■ ASSIGNED TASK:
Among the entries below, how many lines contain the string "fallback"? Only the number is wanted.

■ LISTED RECORDS:
►

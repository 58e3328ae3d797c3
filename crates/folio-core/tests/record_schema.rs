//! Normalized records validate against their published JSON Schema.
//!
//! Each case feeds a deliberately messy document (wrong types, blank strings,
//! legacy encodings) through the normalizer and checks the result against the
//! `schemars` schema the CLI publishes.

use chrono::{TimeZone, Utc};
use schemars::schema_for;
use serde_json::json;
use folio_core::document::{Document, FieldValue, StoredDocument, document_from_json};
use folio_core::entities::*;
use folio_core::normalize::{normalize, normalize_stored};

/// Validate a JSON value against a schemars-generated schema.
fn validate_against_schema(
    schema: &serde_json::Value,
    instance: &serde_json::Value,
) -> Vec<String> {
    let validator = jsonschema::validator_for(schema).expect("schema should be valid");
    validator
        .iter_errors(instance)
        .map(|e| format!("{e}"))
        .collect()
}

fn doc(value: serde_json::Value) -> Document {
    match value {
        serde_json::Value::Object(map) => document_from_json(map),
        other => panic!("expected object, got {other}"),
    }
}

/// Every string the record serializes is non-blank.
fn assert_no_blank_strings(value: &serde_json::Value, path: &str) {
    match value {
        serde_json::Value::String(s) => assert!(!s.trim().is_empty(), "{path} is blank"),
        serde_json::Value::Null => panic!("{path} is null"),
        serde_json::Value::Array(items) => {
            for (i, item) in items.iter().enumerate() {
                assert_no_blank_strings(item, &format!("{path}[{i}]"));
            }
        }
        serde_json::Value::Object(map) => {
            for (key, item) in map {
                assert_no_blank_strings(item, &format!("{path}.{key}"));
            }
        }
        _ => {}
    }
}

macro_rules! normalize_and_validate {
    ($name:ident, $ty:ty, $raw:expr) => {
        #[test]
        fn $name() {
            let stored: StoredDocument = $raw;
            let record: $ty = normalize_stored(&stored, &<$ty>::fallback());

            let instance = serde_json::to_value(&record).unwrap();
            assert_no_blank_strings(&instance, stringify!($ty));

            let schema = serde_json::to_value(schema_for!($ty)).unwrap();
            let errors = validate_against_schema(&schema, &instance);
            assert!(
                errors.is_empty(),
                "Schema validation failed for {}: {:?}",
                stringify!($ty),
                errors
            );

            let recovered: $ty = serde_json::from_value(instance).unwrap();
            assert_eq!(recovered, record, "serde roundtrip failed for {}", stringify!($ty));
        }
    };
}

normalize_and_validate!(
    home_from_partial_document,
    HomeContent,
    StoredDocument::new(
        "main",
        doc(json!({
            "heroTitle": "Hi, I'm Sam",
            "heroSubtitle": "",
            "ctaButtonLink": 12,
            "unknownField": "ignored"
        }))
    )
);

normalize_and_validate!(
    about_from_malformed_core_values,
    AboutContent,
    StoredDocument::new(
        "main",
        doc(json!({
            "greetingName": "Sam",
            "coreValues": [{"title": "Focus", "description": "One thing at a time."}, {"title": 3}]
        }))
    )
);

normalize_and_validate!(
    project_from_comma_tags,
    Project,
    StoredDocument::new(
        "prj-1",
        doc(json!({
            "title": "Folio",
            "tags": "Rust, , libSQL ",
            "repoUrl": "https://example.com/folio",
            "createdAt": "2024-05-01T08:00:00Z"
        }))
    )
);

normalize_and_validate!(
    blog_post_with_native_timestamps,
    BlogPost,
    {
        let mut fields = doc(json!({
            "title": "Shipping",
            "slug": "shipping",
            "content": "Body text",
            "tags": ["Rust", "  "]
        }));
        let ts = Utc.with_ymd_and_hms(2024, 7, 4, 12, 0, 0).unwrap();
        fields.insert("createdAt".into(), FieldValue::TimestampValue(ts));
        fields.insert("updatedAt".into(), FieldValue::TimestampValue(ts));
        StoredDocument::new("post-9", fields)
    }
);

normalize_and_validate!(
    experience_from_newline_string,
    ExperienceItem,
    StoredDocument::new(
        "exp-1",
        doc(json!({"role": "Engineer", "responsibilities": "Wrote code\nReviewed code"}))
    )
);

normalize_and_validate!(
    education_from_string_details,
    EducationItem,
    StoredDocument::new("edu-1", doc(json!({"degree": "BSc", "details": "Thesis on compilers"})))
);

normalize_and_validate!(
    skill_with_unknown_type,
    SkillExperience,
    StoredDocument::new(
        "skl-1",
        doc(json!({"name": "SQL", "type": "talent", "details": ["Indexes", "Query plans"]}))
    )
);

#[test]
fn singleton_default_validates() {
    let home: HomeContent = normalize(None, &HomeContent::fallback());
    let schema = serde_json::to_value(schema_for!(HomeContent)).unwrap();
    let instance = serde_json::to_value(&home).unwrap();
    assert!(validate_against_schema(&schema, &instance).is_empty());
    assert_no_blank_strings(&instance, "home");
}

◄

■ EXERCISE RESPONSE:
2